As later generations of Mesopotamians calculate Venus’ positionality with rising accuracy, as militarized empires dominate the area, scribes and kings proceed to be moved by the dualistic and flickering type of Ishtar, whose cult influenced a wide selection of Venus goddesses, together with the Greek deity Aphrodite. Babylonian omens affiliate Venus’s look with intervals of fertility and warfare, and Ishtar stays a favourite topic of literary compositions, showing in contradictory guises as an impetuous warmonger, a younger lady getting ready for marriage, and a deity of lamentations, amongst many different manifestations.

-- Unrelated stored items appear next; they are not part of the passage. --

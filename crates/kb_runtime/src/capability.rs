//! Capability registry and dispatcher.
//!
//! Capabilities are small typed operations (analyzers, checkers, monitors,
//! converters, generators) registered at startup and invoked under the same
//! deadline and circuit-breaker discipline as content reads. The contract
//! here is deliberately thin: JSON in, JSON out, a descriptor declaring the
//! input/output kinds and the timeout level. Concrete implementations live
//! with their owners, not in this crate.

use std::collections::HashMap;
use std::future::Future;
use std::pin::Pin;
use std::sync::Arc;

use serde::{Deserialize, Serialize};
use serde_json::Value;
use thiserror::Error;

use kb_events::{Event, EventBus, EventKind};

use crate::breaker::{BreakerError, CircuitBreaker};
use crate::config::BreakerSettings;
use crate::context::RequestContext;
use crate::error::LoadError;
use crate::timeout::{TimeoutLevel, Timeouts};

pub type CapabilityFuture =
    Pin<Box<dyn Future<Output = Result<Value, CapabilityError>> + Send + 'static>>;

/// The five capability families. Each family gets its own breaker scope so
/// a misbehaving checker cannot trip analyzers.
#[derive(Debug, Clone, Copy, PartialEq, Eq, Hash, Serialize, Deserialize)]
#[serde(rename_all = "snake_case")]
pub enum CapabilityFamily {
    Analyzer,
    Checker,
    Monitor,
    Converter,
    Generator,
}

impl CapabilityFamily {
    pub const ALL: [CapabilityFamily; 5] = [
        CapabilityFamily::Analyzer,
        CapabilityFamily::Checker,
        CapabilityFamily::Monitor,
        CapabilityFamily::Converter,
        CapabilityFamily::Generator,
    ];

    pub fn as_str(&self) -> &'static str {
        match self {
            CapabilityFamily::Analyzer => "analyzer",
            CapabilityFamily::Checker => "checker",
            CapabilityFamily::Monitor => "monitor",
            CapabilityFamily::Converter => "converter",
            CapabilityFamily::Generator => "generator",
        }
    }

    pub fn breaker_scope(&self) -> String {
        format!("capability.{}", self.as_str())
    }
}

/// Registration-time metadata for one capability.
#[derive(Debug, Clone, Serialize, Deserialize)]
pub struct CapabilityDescriptor {
    pub name: String,
    pub family: CapabilityFamily,
    pub version: String,
    /// Free-form kind tags, e.g. `"markdown"` → `"report"`. The dispatcher
    /// passes them through for callers to negotiate on.
    pub input_kind: String,
    pub output_kind: String,
    pub default_timeout_level: TimeoutLevel,
}

/// Error returned by a capability implementation itself.
#[derive(Debug, Clone, Error)]
#[error("{message}")]
pub struct CapabilityError {
    pub message: String,
}

impl CapabilityError {
    pub fn new(message: impl Into<String>) -> Self {
        Self {
            message: message.into(),
        }
    }
}

/// A runnable capability. Implementations must respect the context deadline
/// and cancellation; the dispatcher enforces both regardless.
pub trait Capability: Send + Sync + 'static {
    fn run(&self, input: Value, ctx: &RequestContext) -> CapabilityFuture;
}

/// Typed outcome of a dispatch. Timeouts and open circuits are results, not
/// errors; only an unknown `(family, name)` is rejected outright.
#[derive(Debug)]
pub enum CapabilityOutcome {
    Ok(Value),
    Timeout { elapsed_ms: u64 },
    CircuitOpen,
    Failed { message: String },
}

impl CapabilityOutcome {
    pub fn is_ok(&self) -> bool {
        matches!(self, CapabilityOutcome::Ok(_))
    }
}

#[derive(Debug, Error)]
pub enum RegistryError {
    #[error("capability {family:?}/{name} is already registered")]
    Duplicate {
        family: CapabilityFamily,
        name: String,
    },
}

struct Registered {
    descriptor: CapabilityDescriptor,
    handler: Arc<dyn Capability>,
}

/// `(family, name)`-keyed capability store, populated at startup.
#[derive(Default)]
pub struct CapabilityRegistry {
    entries: HashMap<(CapabilityFamily, String), Registered>,
}

impl CapabilityRegistry {
    pub fn new() -> Self {
        Self::default()
    }

    pub fn register(
        &mut self,
        descriptor: CapabilityDescriptor,
        handler: Arc<dyn Capability>,
    ) -> Result<(), RegistryError> {
        let key = (descriptor.family, descriptor.name.clone());
        if self.entries.contains_key(&key) {
            return Err(RegistryError::Duplicate {
                family: descriptor.family,
                name: descriptor.name,
            });
        }
        self.entries.insert(key, Registered { descriptor, handler });
        Ok(())
    }

    pub fn descriptor(&self, family: CapabilityFamily, name: &str) -> Option<&CapabilityDescriptor> {
        self.entries
            .get(&(family, name.to_string()))
            .map(|entry| &entry.descriptor)
    }

    /// All descriptors, sorted by family then name for stable listings.
    pub fn descriptors(&self) -> Vec<&CapabilityDescriptor> {
        let mut all: Vec<&CapabilityDescriptor> =
            self.entries.values().map(|entry| &entry.descriptor).collect();
        all.sort_by(|a, b| {
            (a.family.as_str(), a.name.as_str()).cmp(&(b.family.as_str(), b.name.as_str()))
        });
        all
    }

    pub fn is_empty(&self) -> bool {
        self.entries.is_empty()
    }
}

/// Runs registered capabilities under deadlines and per-family breakers.
pub struct CapabilityDispatcher {
    registry: CapabilityRegistry,
    breakers: HashMap<CapabilityFamily, CircuitBreaker>,
    timeouts: Timeouts,
    bus: EventBus,
}

impl CapabilityDispatcher {
    pub fn new(
        registry: CapabilityRegistry,
        settings: BreakerSettings,
        timeouts: Timeouts,
        bus: EventBus,
    ) -> Self {
        let breakers = CapabilityFamily::ALL
            .into_iter()
            .map(|family| {
                (
                    family,
                    CircuitBreaker::new(family.breaker_scope(), settings, bus.clone()),
                )
            })
            .collect();
        Self {
            registry,
            breakers,
            timeouts,
            bus,
        }
    }

    pub fn registry(&self) -> &CapabilityRegistry {
        &self.registry
    }

    /// Dispatches one invocation. An unknown capability is a `BadRequest`;
    /// everything else folds into [`CapabilityOutcome`].
    pub async fn run(
        &self,
        family: CapabilityFamily,
        name: &str,
        input: Value,
        ctx: &RequestContext,
        override_timeout_ms: Option<u64>,
    ) -> Result<CapabilityOutcome, LoadError> {
        let Some(entry) = self.registry.entries.get(&(family, name.to_string())) else {
            return Err(LoadError::bad_request(format!(
                "unknown capability {}/{name}",
                family.as_str()
            )));
        };
        let deadline = self.timeouts.deadline(
            entry.descriptor.default_timeout_level,
            override_timeout_ms,
            ctx.deadline(),
        );
        let started = tokio::time::Instant::now();
        self.bus.publish(
            Event::new(EventKind::CapabilityStart, ctx.correlation().as_str())
                .with_field("family", family.as_str())
                .with_field("name", name),
        );

        let breaker = self
            .breakers
            .get(&family)
            .expect("every family has a breaker");
        let guarded = breaker
            .call(ctx.correlation(), || async {
                match self.timeouts.run(deadline, entry.handler.run(input, ctx)).await {
                    Ok(Ok(value)) => Ok(value),
                    Ok(Err(error)) => Err(RunFailure::Invocation(error)),
                    Err(_) => Err(RunFailure::Timeout),
                }
            })
            .await;
        let elapsed_ms = started.elapsed().as_millis() as u64;

        let outcome = match guarded {
            Ok(value) => CapabilityOutcome::Ok(value),
            Err(BreakerError::Open { .. }) => CapabilityOutcome::CircuitOpen,
            Err(BreakerError::Inner(RunFailure::Timeout)) => {
                CapabilityOutcome::Timeout { elapsed_ms }
            }
            Err(BreakerError::Inner(RunFailure::Invocation(error))) => CapabilityOutcome::Failed {
                message: error.message,
            },
        };

        let kind = match &outcome {
            CapabilityOutcome::Timeout { .. } => EventKind::CapabilityTimeout,
            _ => EventKind::CapabilityComplete,
        };
        self.bus.publish(
            Event::new(kind, ctx.correlation().as_str())
                .with_field("family", family.as_str())
                .with_field("name", name)
                .with_field("elapsed_ms", elapsed_ms)
                .with_field("ok", outcome.is_ok()),
        );
        Ok(outcome)
    }
}

enum RunFailure {
    Timeout,
    Invocation(CapabilityError),
}

#[cfg(test)]
mod tests {
    use super::*;
    use crate::config::TimeoutSettings;
    use serde_json::json;
    use std::time::Duration;

    struct Echo;

    impl Capability for Echo {
        fn run(
            &self,
            input: Value,
            _ctx: &RequestContext,
        ) -> CapabilityFuture {
            Box::pin(async move { Ok(json!({ "echoed": input })) })
        }
    }

    struct Hang;

    impl Capability for Hang {
        fn run(
            &self,
            _input: Value,
            _ctx: &RequestContext,
        ) -> CapabilityFuture {
            Box::pin(async {
                tokio::time::sleep(Duration::from_secs(3600)).await;
                Ok(Value::Null)
            })
        }
    }

    struct Boom;

    impl Capability for Boom {
        fn run(
            &self,
            _input: Value,
            _ctx: &RequestContext,
        ) -> CapabilityFuture {
            Box::pin(async { Err(CapabilityError::new("lint exploded")) })
        }
    }

    fn descriptor(name: &str, family: CapabilityFamily) -> CapabilityDescriptor {
        CapabilityDescriptor {
            name: name.to_string(),
            family,
            version: "1.0.0".to_string(),
            input_kind: "json".to_string(),
            output_kind: "json".to_string(),
            default_timeout_level: TimeoutLevel::Complex,
        }
    }

    fn dispatcher(registry: CapabilityRegistry, settings: BreakerSettings) -> CapabilityDispatcher {
        CapabilityDispatcher::new(
            registry,
            settings,
            Timeouts::from_settings(&TimeoutSettings::default()),
            EventBus::new(),
        )
    }

    #[tokio::test]
    async fn dispatch_runs_registered_capability() {
        let mut registry = CapabilityRegistry::new();
        registry
            .register(descriptor("echo", CapabilityFamily::Analyzer), Arc::new(Echo))
            .expect("register");
        let dispatcher = dispatcher(registry, BreakerSettings::default());

        let outcome = dispatcher
            .run(
                CapabilityFamily::Analyzer,
                "echo",
                json!({"q": 1}),
                &RequestContext::new(),
                None,
            )
            .await
            .expect("dispatch");
        match outcome {
            CapabilityOutcome::Ok(value) => assert_eq!(value, json!({"echoed": {"q": 1}})),
            other => panic!("expected ok, got {other:?}"),
        }
    }

    #[tokio::test]
    async fn unknown_capability_is_bad_request() {
        let dispatcher = dispatcher(CapabilityRegistry::new(), BreakerSettings::default());
        let error = dispatcher
            .run(
                CapabilityFamily::Checker,
                "ghost",
                Value::Null,
                &RequestContext::new(),
                None,
            )
            .await
            .expect_err("unknown");
        assert!(error.is_bad_request());
    }

    #[tokio::test]
    async fn duplicate_registration_is_rejected() {
        let mut registry = CapabilityRegistry::new();
        registry
            .register(descriptor("echo", CapabilityFamily::Analyzer), Arc::new(Echo))
            .expect("first");
        let error = registry
            .register(descriptor("echo", CapabilityFamily::Analyzer), Arc::new(Echo))
            .expect_err("duplicate");
        assert!(matches!(error, RegistryError::Duplicate { .. }));
        // Same name under another family is a different key.
        registry
            .register(descriptor("echo", CapabilityFamily::Converter), Arc::new(Echo))
            .expect("other family");
    }

    #[tokio::test(start_paused = true)]
    async fn hung_capability_times_out() {
        let mut registry = CapabilityRegistry::new();
        registry
            .register(descriptor("hang", CapabilityFamily::Monitor), Arc::new(Hang))
            .expect("register");
        let dispatcher = dispatcher(registry, BreakerSettings::default());

        let outcome = dispatcher
            .run(
                CapabilityFamily::Monitor,
                "hang",
                Value::Null,
                &RequestContext::new(),
                Some(50),
            )
            .await
            .expect("dispatch");
        assert!(matches!(outcome, CapabilityOutcome::Timeout { .. }));
    }

    #[tokio::test]
    async fn failures_trip_only_their_family_breaker() {
        let mut registry = CapabilityRegistry::new();
        registry
            .register(descriptor("boom", CapabilityFamily::Checker), Arc::new(Boom))
            .expect("boom");
        registry
            .register(descriptor("echo", CapabilityFamily::Analyzer), Arc::new(Echo))
            .expect("echo");
        let dispatcher = dispatcher(
            registry,
            BreakerSettings {
                failure_threshold: 2,
                reset_timeout_ms: 60_000,
                half_open_requests: 1,
            },
        );
        let ctx = RequestContext::new();

        for _ in 0..2 {
            let outcome = dispatcher
                .run(CapabilityFamily::Checker, "boom", Value::Null, &ctx, None)
                .await
                .expect("dispatch");
            assert!(matches!(outcome, CapabilityOutcome::Failed { .. }));
        }
        let outcome = dispatcher
            .run(CapabilityFamily::Checker, "boom", Value::Null, &ctx, None)
            .await
            .expect("dispatch");
        assert!(matches!(outcome, CapabilityOutcome::CircuitOpen));

        // The analyzer family is unaffected.
        let outcome = dispatcher
            .run(CapabilityFamily::Analyzer, "echo", json!(1), &ctx, None)
            .await
            .expect("dispatch");
        assert!(outcome.is_ok());
    }
}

Enheduanna drew parallels between heaven and earth in her poetry, however inside the bigger historical past of astronomy, her legacy appears to run parallel to the numerous improvements and works of literature composed in her wake. A textual content attributed to the Sumerian king Gudea, who dominated only a couple centuries after her dying, describes Nisaba in phrases that evoke the electrical sense of risk on the coronary heart of Enheduanna’s legacy. “There was a girl—Who was she? Who was she not?” he asks. “A stylus of flaming silver she held in her hand / There was a pill of heavenly stars on her knees, and she or he was consulting it.”